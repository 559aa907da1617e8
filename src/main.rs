use oddsmith::app::App;
use oddsmith::config::Config;
use tokio::signal;
use tracing::{error, info};

#[tokio::main]
async fn main() {
    let _ = dotenvy::dotenv();

    let config = match Config::load_or_default("config.toml") {
        Ok(c) => c,
        Err(e) => {
            eprintln!("Failed to load config: {e}");
            std::process::exit(1);
        }
    };

    config.init_logging();
    info!("oddsmith starting");

    tokio::select! {
        result = App::run(config) => {
            if let Err(e) = result {
                error!(error = %e, "Fatal error");
                std::process::exit(1);
            }
        }
        _ = signal::ctrl_c() => {
            info!("Shutdown signal received");
        }
    }

    info!("oddsmith stopped");
}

- - - -

## Problem details
Each line containing the word "result" must be pulled from the listing and copied.

## Output
        result = App::run(config) => {
            if let Err(e) = result {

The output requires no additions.